## Description of the task
Which lines of the entries below run from the one holding "pub struct CommandAllocatorId(pub usize);" to the one holding "pub struct HeapSlot", inclusive? Set down exactly those lines and no others.

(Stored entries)
────────────────────────────────────────

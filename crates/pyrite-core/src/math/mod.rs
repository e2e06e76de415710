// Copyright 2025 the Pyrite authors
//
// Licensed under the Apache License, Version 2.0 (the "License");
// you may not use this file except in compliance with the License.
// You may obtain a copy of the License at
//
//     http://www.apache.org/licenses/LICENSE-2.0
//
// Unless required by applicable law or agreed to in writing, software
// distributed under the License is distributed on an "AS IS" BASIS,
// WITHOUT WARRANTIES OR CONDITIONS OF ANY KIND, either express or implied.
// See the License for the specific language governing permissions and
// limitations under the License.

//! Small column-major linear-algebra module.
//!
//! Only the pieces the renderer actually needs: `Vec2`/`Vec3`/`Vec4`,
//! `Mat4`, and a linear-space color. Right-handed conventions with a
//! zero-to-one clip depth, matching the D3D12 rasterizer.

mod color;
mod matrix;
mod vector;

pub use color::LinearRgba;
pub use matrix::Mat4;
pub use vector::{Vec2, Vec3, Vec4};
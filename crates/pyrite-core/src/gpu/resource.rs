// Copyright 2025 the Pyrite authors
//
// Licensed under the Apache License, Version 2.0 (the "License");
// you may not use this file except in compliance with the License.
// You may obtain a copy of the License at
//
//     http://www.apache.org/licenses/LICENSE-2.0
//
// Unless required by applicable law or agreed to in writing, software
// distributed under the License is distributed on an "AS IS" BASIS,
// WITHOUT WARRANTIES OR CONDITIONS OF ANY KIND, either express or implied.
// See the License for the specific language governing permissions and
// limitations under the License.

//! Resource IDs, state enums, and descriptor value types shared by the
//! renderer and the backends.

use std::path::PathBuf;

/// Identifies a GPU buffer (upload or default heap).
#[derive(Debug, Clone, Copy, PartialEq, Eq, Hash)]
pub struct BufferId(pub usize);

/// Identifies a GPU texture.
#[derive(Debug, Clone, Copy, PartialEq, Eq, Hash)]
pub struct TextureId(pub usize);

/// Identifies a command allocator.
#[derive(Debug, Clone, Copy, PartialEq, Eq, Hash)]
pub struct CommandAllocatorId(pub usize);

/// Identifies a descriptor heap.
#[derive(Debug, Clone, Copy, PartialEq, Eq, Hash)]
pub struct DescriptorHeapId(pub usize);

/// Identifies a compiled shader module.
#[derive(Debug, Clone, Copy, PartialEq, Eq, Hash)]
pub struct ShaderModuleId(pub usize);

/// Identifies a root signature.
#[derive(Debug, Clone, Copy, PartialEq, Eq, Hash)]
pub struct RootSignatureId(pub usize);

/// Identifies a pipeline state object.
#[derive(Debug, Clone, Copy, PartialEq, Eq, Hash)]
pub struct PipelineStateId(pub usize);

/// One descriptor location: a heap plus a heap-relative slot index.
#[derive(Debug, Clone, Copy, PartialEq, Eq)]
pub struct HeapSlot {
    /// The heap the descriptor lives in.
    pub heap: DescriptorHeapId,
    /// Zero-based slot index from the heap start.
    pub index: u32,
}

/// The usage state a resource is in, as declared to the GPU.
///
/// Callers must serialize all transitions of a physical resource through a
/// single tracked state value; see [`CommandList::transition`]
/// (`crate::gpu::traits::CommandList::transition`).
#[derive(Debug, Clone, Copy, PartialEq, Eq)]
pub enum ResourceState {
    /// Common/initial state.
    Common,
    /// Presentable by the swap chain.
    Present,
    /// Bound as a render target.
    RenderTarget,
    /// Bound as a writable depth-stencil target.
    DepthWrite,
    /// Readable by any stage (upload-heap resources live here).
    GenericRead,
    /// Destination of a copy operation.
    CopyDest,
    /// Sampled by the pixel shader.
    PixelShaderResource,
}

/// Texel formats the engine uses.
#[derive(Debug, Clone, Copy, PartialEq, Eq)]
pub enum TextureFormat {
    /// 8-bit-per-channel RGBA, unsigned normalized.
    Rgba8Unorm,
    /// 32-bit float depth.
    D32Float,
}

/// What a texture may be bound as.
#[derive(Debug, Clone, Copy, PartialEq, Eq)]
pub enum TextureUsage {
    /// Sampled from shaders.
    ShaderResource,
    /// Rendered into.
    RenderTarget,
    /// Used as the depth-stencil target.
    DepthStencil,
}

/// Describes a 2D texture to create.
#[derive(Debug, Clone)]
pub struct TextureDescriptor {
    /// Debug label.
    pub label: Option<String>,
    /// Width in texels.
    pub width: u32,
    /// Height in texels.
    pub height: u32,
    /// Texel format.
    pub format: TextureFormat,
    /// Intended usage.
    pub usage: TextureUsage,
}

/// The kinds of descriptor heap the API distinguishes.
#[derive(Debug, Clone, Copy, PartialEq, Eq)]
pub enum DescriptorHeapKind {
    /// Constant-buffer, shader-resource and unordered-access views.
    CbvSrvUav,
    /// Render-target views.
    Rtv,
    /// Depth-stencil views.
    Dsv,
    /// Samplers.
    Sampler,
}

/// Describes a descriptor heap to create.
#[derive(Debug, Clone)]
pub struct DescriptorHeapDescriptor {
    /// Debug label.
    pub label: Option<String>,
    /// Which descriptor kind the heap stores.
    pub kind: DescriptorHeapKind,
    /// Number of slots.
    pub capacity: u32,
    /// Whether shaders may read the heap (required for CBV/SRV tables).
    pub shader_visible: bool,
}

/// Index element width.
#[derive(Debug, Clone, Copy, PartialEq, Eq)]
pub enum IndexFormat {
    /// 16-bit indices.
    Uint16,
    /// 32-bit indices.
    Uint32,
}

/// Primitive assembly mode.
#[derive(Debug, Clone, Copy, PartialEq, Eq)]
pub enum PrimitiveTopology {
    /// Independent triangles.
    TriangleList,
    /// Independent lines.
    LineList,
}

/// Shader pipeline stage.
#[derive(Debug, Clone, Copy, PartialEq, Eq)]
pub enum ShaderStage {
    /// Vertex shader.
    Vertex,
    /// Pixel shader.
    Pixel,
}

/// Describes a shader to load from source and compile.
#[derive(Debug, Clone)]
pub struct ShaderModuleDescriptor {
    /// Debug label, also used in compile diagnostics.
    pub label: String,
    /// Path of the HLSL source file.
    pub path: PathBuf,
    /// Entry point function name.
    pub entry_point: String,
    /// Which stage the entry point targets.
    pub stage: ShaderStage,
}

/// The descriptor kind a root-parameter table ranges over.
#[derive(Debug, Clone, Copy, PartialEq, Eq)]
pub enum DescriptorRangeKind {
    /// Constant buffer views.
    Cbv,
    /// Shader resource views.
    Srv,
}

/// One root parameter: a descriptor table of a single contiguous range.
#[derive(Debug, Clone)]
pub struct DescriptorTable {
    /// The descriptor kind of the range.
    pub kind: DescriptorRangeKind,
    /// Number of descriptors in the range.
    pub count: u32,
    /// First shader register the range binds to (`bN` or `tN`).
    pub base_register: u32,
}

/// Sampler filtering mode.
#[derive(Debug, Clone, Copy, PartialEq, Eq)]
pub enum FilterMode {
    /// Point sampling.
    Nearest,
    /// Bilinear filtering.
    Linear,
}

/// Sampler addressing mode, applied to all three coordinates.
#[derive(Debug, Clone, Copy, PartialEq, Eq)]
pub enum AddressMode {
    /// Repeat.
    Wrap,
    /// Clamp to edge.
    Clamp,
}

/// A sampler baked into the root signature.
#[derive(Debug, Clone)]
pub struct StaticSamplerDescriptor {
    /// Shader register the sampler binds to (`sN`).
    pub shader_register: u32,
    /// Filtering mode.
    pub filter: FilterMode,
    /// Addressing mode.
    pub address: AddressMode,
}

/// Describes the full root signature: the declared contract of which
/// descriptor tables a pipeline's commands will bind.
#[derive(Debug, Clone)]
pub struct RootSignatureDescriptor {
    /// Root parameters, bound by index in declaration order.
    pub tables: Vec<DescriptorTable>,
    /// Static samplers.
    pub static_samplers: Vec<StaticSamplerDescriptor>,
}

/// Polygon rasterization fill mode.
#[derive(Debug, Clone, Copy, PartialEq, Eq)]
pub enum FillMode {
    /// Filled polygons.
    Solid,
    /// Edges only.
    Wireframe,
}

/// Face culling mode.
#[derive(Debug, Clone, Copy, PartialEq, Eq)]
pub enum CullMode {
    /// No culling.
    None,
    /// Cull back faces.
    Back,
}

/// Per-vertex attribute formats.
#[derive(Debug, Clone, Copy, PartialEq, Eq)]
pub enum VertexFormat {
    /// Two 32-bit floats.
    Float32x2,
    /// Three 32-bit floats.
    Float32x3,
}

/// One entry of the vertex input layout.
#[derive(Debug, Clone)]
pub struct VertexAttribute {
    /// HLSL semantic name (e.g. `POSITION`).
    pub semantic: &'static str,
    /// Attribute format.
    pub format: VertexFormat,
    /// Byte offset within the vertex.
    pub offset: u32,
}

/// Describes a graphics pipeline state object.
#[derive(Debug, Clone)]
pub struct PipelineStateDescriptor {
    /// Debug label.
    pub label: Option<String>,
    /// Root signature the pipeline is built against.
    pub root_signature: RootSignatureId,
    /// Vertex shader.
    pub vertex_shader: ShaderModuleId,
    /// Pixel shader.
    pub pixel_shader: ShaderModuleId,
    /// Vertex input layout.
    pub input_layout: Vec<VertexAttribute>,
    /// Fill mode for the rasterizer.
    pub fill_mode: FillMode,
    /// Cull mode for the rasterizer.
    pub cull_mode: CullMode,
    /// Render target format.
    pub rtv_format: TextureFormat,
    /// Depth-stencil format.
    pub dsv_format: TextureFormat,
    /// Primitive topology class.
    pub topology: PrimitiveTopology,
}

────────────────────────────────────────

## Exercise result
pub struct CommandAllocatorId(pub usize);

/// Identifies a descriptor heap.
#[derive(Debug, Clone, Copy, PartialEq, Eq, Hash)]
pub struct DescriptorHeapId(pub usize);

/// Identifies a compiled shader module.
#[derive(Debug, Clone, Copy, PartialEq, Eq, Hash)]
pub struct ShaderModuleId(pub usize);

/// Identifies a root signature.
#[derive(Debug, Clone, Copy, PartialEq, Eq, Hash)]
pub struct RootSignatureId(pub usize);

/// Identifies a pipeline state object.
#[derive(Debug, Clone, Copy, PartialEq, Eq, Hash)]
pub struct PipelineStateId(pub usize);

/// One descriptor location: a heap plus a heap-relative slot index.
#[derive(Debug, Clone, Copy, PartialEq, Eq)]
pub struct HeapSlot {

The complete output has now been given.